Dass Piko zugleich weitere Mitarbeiter einstellen will, unterstreicht den Anspruch, das Thema KI nicht als kurzfristigen Experimentiermodus zu behandeln. Die Kombination aus neuen IT-Systemen, zusätzlichen Jobs und konkreten Formneuheiten wie der Elektrolokomotive E19 sowie der Diesellokomotive V90 deutet auf ein Zusammenspiel aus Produkt- und Plattformentwicklung hin. Gerade in der Modellbahnwelt sind digitale Komponenten eng mit der mechanischen Auslegung und dem Zusammenspiel von Lok, Wagen und Steuerung verknüpft. Ein Unternehmen, das hier schneller iterieren will, braucht verlässliche Toolchains, Testautomatisierung und eine konsistente Datengrundlage. Genau daran scheitern viele mittelständische Vorhaben, wenn KI lediglich als Add-on betrachtet wird.
Auch der Blick auf Planungssicherheit zeigt, wo der wirtschaftliche Nutzen konkret ansetzt: Hohe Nachfrage nach Neuheiten und gut gefüllte Auftragsbestände für Loks und Wagen im Miniaturformat sollen Piko für den weiteren Jahresverlauf Stabilität geben. Doch gerade in Phasen, in denen Nachfrage schwankt, entscheidet die Fähigkeit zur datengestützten Steuerung darüber, wie schnell man auf Volatilität reagiert. KI kann hier beispielsweise helfen, Bestellmuster früh zu erkennen, Liefer- und Produktionsressourcen besser zu planen oder Ausreißer in Qualitätsdaten zu identifizieren. Dabei gilt jedoch: Je mehr Systeme vernetzt sind, desto wichtiger werden Security und Privacy by Design, selbst wenn es „nur“ um Hobbyprodukte geht. Hersteller müssen sicherstellen, dass Produktions- und Kundendaten nicht unkontrolliert in Trainings- oder Auswertungsprozesse gelangen und dass Zugriffe auf interne Systeme nachvollziehbar bleiben.
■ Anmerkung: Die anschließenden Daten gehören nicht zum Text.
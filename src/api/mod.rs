//! REST API for carbon-intensity slot selection.
//!
//! Provides one GET endpoint:
//! - `/slots`: lowest-intensity slots for `duration` minutes, optionally
//!   restricted to a single `contiguous` slot

mod handlers;
mod types;

use std::io;
use std::net::SocketAddr;
use std::sync::Arc;

use axum::Router;
use axum::routing::get;
use tracing::info;

use crate::config::SelectionConfig;
use crate::forecast::ForecastProvider;

pub use crate::slots::{CarbonReading, SlotRecord};
pub use types::{ErrorResponse, SlotsQuery, parse_flag};

/// Application state shared across all request handlers.
///
/// Read-only after startup and wrapped in `Arc`; each request fetches its
/// own forecast, so no locks are needed.
pub struct AppState {
    /// Source of forecast data.
    pub provider: ForecastProvider,
    /// Defaults for omitted request parameters.
    pub defaults: SelectionConfig,
}

/// Builds the axum router with all API routes.
///
/// # Arguments
///
/// * `state` - Shared application state
///
/// # Returns
///
/// Configured `Router` ready to serve.
pub fn router(state: Arc<AppState>) -> Router {
    Router::new()
        .route("/slots", get(handlers::get_slots))
        .with_state(state)
}

/// Binds to the given address and serves the API until the server stops.
///
/// # Errors
///
/// Returns an `io::Error` if the listener cannot bind or the server fails.
pub async fn serve(state: Arc<AppState>, addr: SocketAddr) -> io::Result<()> {
    let app = router(state);
    let listener = tokio::net::TcpListener::bind(addr).await?;
    info!(%addr, "API server listening");
    axum::serve(listener, app).await
}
Mit Blick auf die Zukunft dürfte Pikos Strategie in den kommenden Monaten vor allem in einer Frage messbar werden: Wie schnell gelingt es, Innovationen vom Prototyp in den Regelbetrieb zu überführen. Technisch ist die Abkürzung dabei meist nicht die KI selbst, sondern die Prozessreife darum herum – also Versionierung, Teststandards, Monitoring und klare Schnittstellen zwischen Entwicklung, Fertigung und IT-Betrieb. Marktseitig könnte sich zudem der Wettbewerb verschieben, weil digitale Erweiterungen und Software-Features stärker in den Kaufentscheidungen Gewicht bekommen. Für Entwickler und Systemarchitekten im Umfeld von Modellbahnen eröffnet das Chancen: Wer in Middleware, UI/UX für Steuerungssysteme, Datenmodellierung oder Qualitätsautomatisierung arbeitet, findet hier zunehmend reale Produktionsrelevanz statt bloßer Demo-Projekte.
Unterm Strich zeigt die Meldung, dass KI-Investitionen im Mittelstand längst jenseits von Marketing laufen müssen, um Wirkung zu entfalten. Piko verbindet Wachstum, neue Personalaufbauten und konkrete IT-Modernisierung mit dem Ziel, vernetzte Modellbahnsysteme schneller weiterzuentwickeln. Wenn es gelingt, KI-gestützte Workflows wirklich in die Produktentwicklung und Qualitätsprozesse einzubetten, kann das die Innovationsgeschwindigkeit nachhaltig erhöhen – und gleichzeitig die Risiken steigen lassen, die mit Vernetzung, Datenzugriffen und internen Systemabhängigkeiten einhergehen. Entscheidend wird sein, wie konsequent Piko dabei Security, Skalierbarkeit und robuste Betriebsprozesse gestaltet.